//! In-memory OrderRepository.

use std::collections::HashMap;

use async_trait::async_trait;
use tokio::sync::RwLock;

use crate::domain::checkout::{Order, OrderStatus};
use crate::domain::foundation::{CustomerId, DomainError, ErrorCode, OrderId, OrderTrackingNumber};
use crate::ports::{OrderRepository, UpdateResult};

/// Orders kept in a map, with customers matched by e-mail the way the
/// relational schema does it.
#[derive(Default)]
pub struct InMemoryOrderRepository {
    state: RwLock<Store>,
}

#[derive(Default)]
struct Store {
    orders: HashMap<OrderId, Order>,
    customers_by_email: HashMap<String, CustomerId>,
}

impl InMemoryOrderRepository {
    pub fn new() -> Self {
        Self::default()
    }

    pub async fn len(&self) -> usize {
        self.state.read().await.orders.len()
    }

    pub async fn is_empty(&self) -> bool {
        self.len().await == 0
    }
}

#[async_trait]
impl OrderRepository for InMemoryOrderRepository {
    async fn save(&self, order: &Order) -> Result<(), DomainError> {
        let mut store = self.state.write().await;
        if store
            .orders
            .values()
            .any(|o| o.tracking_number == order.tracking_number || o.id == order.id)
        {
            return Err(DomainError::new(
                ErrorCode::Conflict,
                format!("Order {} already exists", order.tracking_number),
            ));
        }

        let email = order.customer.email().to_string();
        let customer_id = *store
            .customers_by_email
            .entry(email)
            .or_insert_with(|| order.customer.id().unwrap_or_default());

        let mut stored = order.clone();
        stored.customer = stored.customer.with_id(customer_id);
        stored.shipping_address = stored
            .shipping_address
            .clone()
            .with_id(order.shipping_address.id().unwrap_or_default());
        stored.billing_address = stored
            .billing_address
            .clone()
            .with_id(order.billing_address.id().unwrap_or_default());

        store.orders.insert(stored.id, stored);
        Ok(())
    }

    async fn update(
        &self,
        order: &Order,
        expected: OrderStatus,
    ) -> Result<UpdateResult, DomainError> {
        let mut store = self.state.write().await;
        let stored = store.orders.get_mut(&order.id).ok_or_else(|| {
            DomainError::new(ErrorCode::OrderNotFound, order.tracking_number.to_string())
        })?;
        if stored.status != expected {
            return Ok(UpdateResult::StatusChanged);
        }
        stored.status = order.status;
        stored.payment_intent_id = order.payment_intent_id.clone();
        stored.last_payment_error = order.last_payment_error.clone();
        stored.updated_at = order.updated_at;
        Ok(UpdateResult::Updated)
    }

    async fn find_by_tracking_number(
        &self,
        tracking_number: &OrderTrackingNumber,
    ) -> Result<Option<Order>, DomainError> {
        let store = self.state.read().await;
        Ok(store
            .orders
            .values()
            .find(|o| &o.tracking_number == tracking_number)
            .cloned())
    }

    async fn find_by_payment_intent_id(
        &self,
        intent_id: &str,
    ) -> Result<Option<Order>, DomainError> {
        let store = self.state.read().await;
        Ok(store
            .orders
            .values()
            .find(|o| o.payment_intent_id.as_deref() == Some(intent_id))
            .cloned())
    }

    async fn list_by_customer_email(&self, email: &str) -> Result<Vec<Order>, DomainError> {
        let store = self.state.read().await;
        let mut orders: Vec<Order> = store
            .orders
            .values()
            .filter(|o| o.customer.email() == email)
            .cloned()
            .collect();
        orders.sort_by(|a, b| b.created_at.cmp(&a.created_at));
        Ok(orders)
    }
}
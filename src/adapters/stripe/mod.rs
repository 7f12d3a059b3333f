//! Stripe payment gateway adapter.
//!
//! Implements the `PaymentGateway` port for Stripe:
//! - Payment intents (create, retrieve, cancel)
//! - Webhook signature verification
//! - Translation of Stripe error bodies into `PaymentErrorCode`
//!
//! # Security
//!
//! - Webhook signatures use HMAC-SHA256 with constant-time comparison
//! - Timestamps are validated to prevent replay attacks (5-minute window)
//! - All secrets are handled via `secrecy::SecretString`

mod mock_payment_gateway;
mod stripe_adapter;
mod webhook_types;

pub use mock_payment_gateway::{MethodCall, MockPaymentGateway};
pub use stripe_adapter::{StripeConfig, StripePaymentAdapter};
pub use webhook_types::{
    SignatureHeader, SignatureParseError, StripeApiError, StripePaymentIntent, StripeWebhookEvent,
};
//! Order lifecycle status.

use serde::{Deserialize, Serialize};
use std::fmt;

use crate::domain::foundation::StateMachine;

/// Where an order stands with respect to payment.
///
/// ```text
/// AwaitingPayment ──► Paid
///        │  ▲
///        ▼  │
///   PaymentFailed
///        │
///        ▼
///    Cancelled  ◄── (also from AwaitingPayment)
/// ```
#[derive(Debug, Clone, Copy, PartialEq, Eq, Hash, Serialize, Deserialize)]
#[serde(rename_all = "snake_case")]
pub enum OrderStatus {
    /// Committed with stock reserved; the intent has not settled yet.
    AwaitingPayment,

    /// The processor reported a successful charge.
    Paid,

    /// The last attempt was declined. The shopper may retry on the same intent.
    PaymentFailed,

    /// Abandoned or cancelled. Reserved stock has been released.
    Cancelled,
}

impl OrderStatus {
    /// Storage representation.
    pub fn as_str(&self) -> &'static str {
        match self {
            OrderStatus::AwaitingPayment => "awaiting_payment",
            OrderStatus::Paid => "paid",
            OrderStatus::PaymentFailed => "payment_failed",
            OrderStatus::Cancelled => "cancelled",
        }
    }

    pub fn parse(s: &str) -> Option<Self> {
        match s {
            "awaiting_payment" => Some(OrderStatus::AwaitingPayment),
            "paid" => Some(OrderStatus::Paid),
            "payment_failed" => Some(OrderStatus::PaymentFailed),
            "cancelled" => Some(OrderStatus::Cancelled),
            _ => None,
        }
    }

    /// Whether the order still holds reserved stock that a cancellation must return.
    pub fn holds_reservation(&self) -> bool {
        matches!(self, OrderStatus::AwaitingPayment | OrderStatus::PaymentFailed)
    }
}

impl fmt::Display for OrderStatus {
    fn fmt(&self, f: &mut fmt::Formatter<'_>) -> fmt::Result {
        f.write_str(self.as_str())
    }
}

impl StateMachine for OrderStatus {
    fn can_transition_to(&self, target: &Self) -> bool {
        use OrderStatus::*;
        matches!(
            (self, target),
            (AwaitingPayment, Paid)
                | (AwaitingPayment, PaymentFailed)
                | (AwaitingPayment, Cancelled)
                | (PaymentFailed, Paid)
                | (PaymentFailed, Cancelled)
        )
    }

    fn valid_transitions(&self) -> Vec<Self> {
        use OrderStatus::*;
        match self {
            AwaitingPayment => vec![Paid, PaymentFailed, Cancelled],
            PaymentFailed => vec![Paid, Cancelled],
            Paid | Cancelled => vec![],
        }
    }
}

**Exercise goal:**
Write out all of the records exactly as they stand above.

**Output for this exercise:**
//! In-memory OrderRepository.

use std::collections::HashMap;

use async_trait::async_trait;
use tokio::sync::RwLock;

use crate::domain::checkout::{Order, OrderStatus};
use crate::domain::foundation::{CustomerId, DomainError, ErrorCode, OrderId, OrderTrackingNumber};
use crate::ports::{OrderRepository, UpdateResult};

/// Orders kept in a map, with customers matched by e-mail the way the
/// relational schema does it.
#[derive(Default)]
pub struct InMemoryOrderRepository {
    state: RwLock<Store>,
}

#[derive(Default)]
struct Store {
    orders: HashMap<OrderId, Order>,
    customers_by_email: HashMap<String, CustomerId>,
}

impl InMemoryOrderRepository {
    pub fn new() -> Self {
        Self::default()
    }

    pub async fn len(&self) -> usize {
        self.state.read().await.orders.len()
    }

    pub async fn is_empty(&self) -> bool {
        self.len().await == 0
    }
}

#[async_trait]
impl OrderRepository for InMemoryOrderRepository {
    async fn save(&self, order: &Order) -> Result<(), DomainError> {
        let mut store = self.state.write().await;
        if store
            .orders
            .values()
            .any(|o| o.tracking_number == order.tracking_number || o.id == order.id)
        {
            return Err(DomainError::new(
                ErrorCode::Conflict,
                format!("Order {} already exists", order.tracking_number),
            ));
        }

        let email = order.customer.email().to_string();
        let customer_id = *store
            .customers_by_email
            .entry(email)
            .or_insert_with(|| order.customer.id().unwrap_or_default());

        let mut stored = order.clone();
        stored.customer = stored.customer.with_id(customer_id);
        stored.shipping_address = stored
            .shipping_address
            .clone()
            .with_id(order.shipping_address.id().unwrap_or_default());
        stored.billing_address = stored
            .billing_address
            .clone()
            .with_id(order.billing_address.id().unwrap_or_default());

        store.orders.insert(stored.id, stored);
        Ok(())
    }

    async fn update(
        &self,
        order: &Order,
        expected: OrderStatus,
    ) -> Result<UpdateResult, DomainError> {
        let mut store = self.state.write().await;
        let stored = store.orders.get_mut(&order.id).ok_or_else(|| {
            DomainError::new(ErrorCode::OrderNotFound, order.tracking_number.to_string())
        })?;
        if stored.status != expected {
            return Ok(UpdateResult::StatusChanged);
        }
        stored.status = order.status;
        stored.payment_intent_id = order.payment_intent_id.clone();
        stored.last_payment_error = order.last_payment_error.clone();
        stored.updated_at = order.updated_at;
        Ok(UpdateResult::Updated)
    }

    async fn find_by_tracking_number(
        &self,
        tracking_number: &OrderTrackingNumber,
    ) -> Result<Option<Order>, DomainError> {
        let store = self.state.read().await;
        Ok(store
            .orders
            .values()
            .find(|o| &o.tracking_number == tracking_number)
            .cloned())
    }

    async fn find_by_payment_intent_id(
        &self,
        intent_id: &str,
    ) -> Result<Option<Order>, DomainError> {
        let store = self.state.read().await;
        Ok(store
            .orders
            .values()
            .find(|o| o.payment_intent_id.as_deref() == Some(intent_id))
            .cloned())
    }

    async fn list_by_customer_email(&self, email: &str) -> Result<Vec<Order>, DomainError> {
        let store = self.state.read().await;
        let mut orders: Vec<Order> = store
            .orders
            .values()
            .filter(|o| o.customer.email() == email)
            .cloned()
            .collect();
        orders.sort_by(|a, b| b.created_at.cmp(&a.created_at));
        Ok(orders)
    }
}
filename src/adapters/stripe/mod.rs
repository 7f12d3a059b3333f
//! Stripe payment gateway adapter.
//!
//! Implements the `PaymentGateway` port for Stripe:
//! - Payment intents (create, retrieve, cancel)
//! - Webhook signature verification
//! - Translation of Stripe error bodies into `PaymentErrorCode`
//!
//! # Security
//!
//! - Webhook signatures use HMAC-SHA256 with constant-time comparison
//! - Timestamps are validated to prevent replay attacks (5-minute window)
//! - All secrets are handled via `secrecy::SecretString`

mod mock_payment_gateway;
mod stripe_adapter;
mod webhook_types;

pub use mock_payment_gateway::{MethodCall, MockPaymentGateway};
pub use stripe_adapter::{StripeConfig, StripePaymentAdapter};
pub use webhook_types::{
    SignatureHeader, SignatureParseError, StripeApiError, StripePaymentIntent, StripeWebhookEvent,
};
//! Order lifecycle status.

use serde::{Deserialize, Serialize};
use std::fmt;

use crate::domain::foundation::StateMachine;

/// Where an order stands with respect to payment.
///
/// ```text
/// AwaitingPayment ──► Paid
///        │  ▲
///        ▼  │
///   PaymentFailed
///        │
///        ▼
///    Cancelled  ◄── (also from AwaitingPayment)
/// ```
#[derive(Debug, Clone, Copy, PartialEq, Eq, Hash, Serialize, Deserialize)]
#[serde(rename_all = "snake_case")]
pub enum OrderStatus {
    /// Committed with stock reserved; the intent has not settled yet.
    AwaitingPayment,

    /// The processor reported a successful charge.
    Paid,

    /// The last attempt was declined. The shopper may retry on the same intent.
    PaymentFailed,

    /// Abandoned or cancelled. Reserved stock has been released.
    Cancelled,
}

impl OrderStatus {
    /// Storage representation.
    pub fn as_str(&self) -> &'static str {
        match self {
            OrderStatus::AwaitingPayment => "awaiting_payment",
            OrderStatus::Paid => "paid",
            OrderStatus::PaymentFailed => "payment_failed",
            OrderStatus::Cancelled => "cancelled",
        }
    }

    pub fn parse(s: &str) -> Option<Self> {
        match s {
            "awaiting_payment" => Some(OrderStatus::AwaitingPayment),
            "paid" => Some(OrderStatus::Paid),
            "payment_failed" => Some(OrderStatus::PaymentFailed),
            "cancelled" => Some(OrderStatus::Cancelled),
            _ => None,
        }
    }

    /// Whether the order still holds reserved stock that a cancellation must return.
    pub fn holds_reservation(&self) -> bool {
        matches!(self, OrderStatus::AwaitingPayment | OrderStatus::PaymentFailed)
    }
}

impl fmt::Display for OrderStatus {
    fn fmt(&self, f: &mut fmt::Formatter<'_>) -> fmt::Result {
        f.write_str(self.as_str())
    }
}

impl StateMachine for OrderStatus {
    fn can_transition_to(&self, target: &Self) -> bool {
        use OrderStatus::*;
        matches!(
            (self, target),
            (AwaitingPayment, Paid)
                | (AwaitingPayment, PaymentFailed)
                | (AwaitingPayment, Cancelled)
                | (PaymentFailed, Paid)
                | (PaymentFailed, Cancelled)
        )
    }

    fn valid_transitions(&self) -> Vec<Self> {
        use OrderStatus::*;
        match self {
            AwaitingPayment => vec![Paid, PaymentFailed, Cancelled],
            PaymentFailed => vec![Paid, Cancelled],
            Paid | Cancelled => vec![],
        }
    }
}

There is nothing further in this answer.